Lou Piniella couldn't even get his own age right.

"Look, I'm 66 years old," he said Saturday, before correcting himself. (He's 65.) "I feel like 68."

Sixty-five, 68 -- does it matter anymore? Piniella is aging in Cubs years. His team, the consensus preseason favorite to win the NL Central, the NL pennant and perhaps even the franchise's first World Series since 1908, is a mind-boggling 35-36 after Saturday's loss to the White Sox. With apologies to Dennis Green's legendary rant, the Cubs are not who we thought they were.

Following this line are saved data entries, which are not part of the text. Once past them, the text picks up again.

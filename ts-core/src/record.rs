use serde::{Deserialize, Serialize};

use crate::Timestamp;

pub trait HasTimestamp {
    fn ts(&self) -> Timestamp;
}

/// A timestamped bundle of named values, as delivered by a feed in batches.
pub trait SeriesRecord<V>: HasTimestamp {
    fn fields(&self) -> Vec<(&str, V)>;
}

#[derive(Debug, Clone, Copy, PartialEq, Serialize, Deserialize)]
pub struct Candle {
    pub ts: Timestamp, // bucket start time
    pub open: f64,
    pub high: f64,
    pub low: f64,
    pub close: f64,
    pub volume: f64,
}

impl Candle {
    pub const FIELDS: [&'static str; 5] = ["open", "high", "low", "close", "volume"];
}

impl HasTimestamp for Candle {
    fn ts(&self) -> Timestamp {
        self.ts
    }
}

impl SeriesRecord<f64> for Candle {
    fn fields(&self) -> Vec<(&str, f64)> {
        vec![
            ("open", self.open),
            ("high", self.high),
            ("low", self.low),
            ("close", self.close),
            ("volume", self.volume),
        ]
    }
}

/// Free-form record, e.g. derived indicator values written back by position.
#[derive(Debug, Clone, PartialEq, Serialize, Deserialize)]
pub struct Row<V> {
    pub ts: Timestamp,
    pub values: Vec<(String, V)>,
}

impl<V> Row<V> {
    pub fn new(ts: Timestamp) -> Self {
        Self {
            ts,
            values: Vec::new(),
        }
    }

    pub fn with(mut self, name: impl Into<String>, value: V) -> Self {
        self.values.push((name.into(), value));
        self
    }
}

impl<V> HasTimestamp for Row<V> {
    fn ts(&self) -> Timestamp {
        self.ts
    }
}

impl<V: Clone> SeriesRecord<V> for Row<V> {
    fn fields(&self) -> Vec<(&str, V)> {
        self.values
            .iter()
            .map(|(name, value)| (name.as_str(), value.clone()))
            .collect()
    }
}

/// True when `records` are in non-descending time order, judged by the
/// first and last record.
pub fn is_ascending<R: HasTimestamp>(records: &[R]) -> bool {
    match (records.first(), records.last()) {
        (Some(first), Some(last)) => first.ts() <= last.ts(),
        _ => true,
    }
}

#[cfg(test)]
mod tests {
    use super::*;

    #[test]
    fn candle_exposes_ohlcv_fields() {
        let c = Candle {
            ts: 60_000,
            open: 1.0,
            high: 2.0,
            low: 0.5,
            close: 1.5,
            volume: 10.0,
        };
        let names: Vec<_> = c.fields().into_iter().map(|(n, _)| n).collect();
        assert_eq!(names, Candle::FIELDS.to_vec());
        assert_eq!(c.fields()[3], ("close", 1.5));
    }

    #[test]
    fn detects_direction_from_ends() {
        let rows = [Row::<f64>::new(3), Row::new(2), Row::new(1)];
        assert!(!is_ascending(&rows));
        assert!(is_ascending(&rows[1..2]));
        assert!(is_ascending::<Row<f64>>(&[]));
        let rows = [Row::<f64>::new(1), Row::new(5)];
        assert!(is_ascending(&rows));
    }
}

Still, the Cubs are going to win the division, mostly because they have the best starting pitching and because Aramis Ramirez and his injured left shoulder should be back in the lineup before the All-Star break. But even if they do reach the playoffs, don't be in a hurry to thank Piniella.

So far, 2009 has been one of Piniella's most trying years as a manager. And part of it is his own fault.

Piniella has been tone-deaf when it comes to handling the ongoing situations involving Milton Bradley, Carlos Zambrano, Kosuke Fukudome and Alfonso Soriano. Mixed messages have turned into double standards.

Bradley, the Cubs' $30 million right fielder, threw a hissy fit in the dugout during Friday's game. He tossed his batting helmet. He went WWE on a Gatorade cooler. In short, he was his usual Milton self -- the temperature light on his temper a glowing red. This is news?

Zambrano goes nuts in the dugout, and he gets a private audience with Piniella and a verbal slap on the knuckles. The incident is downplayed. But Bradley does the same sort of thing, and he gets vaporized in private and in public by the manager.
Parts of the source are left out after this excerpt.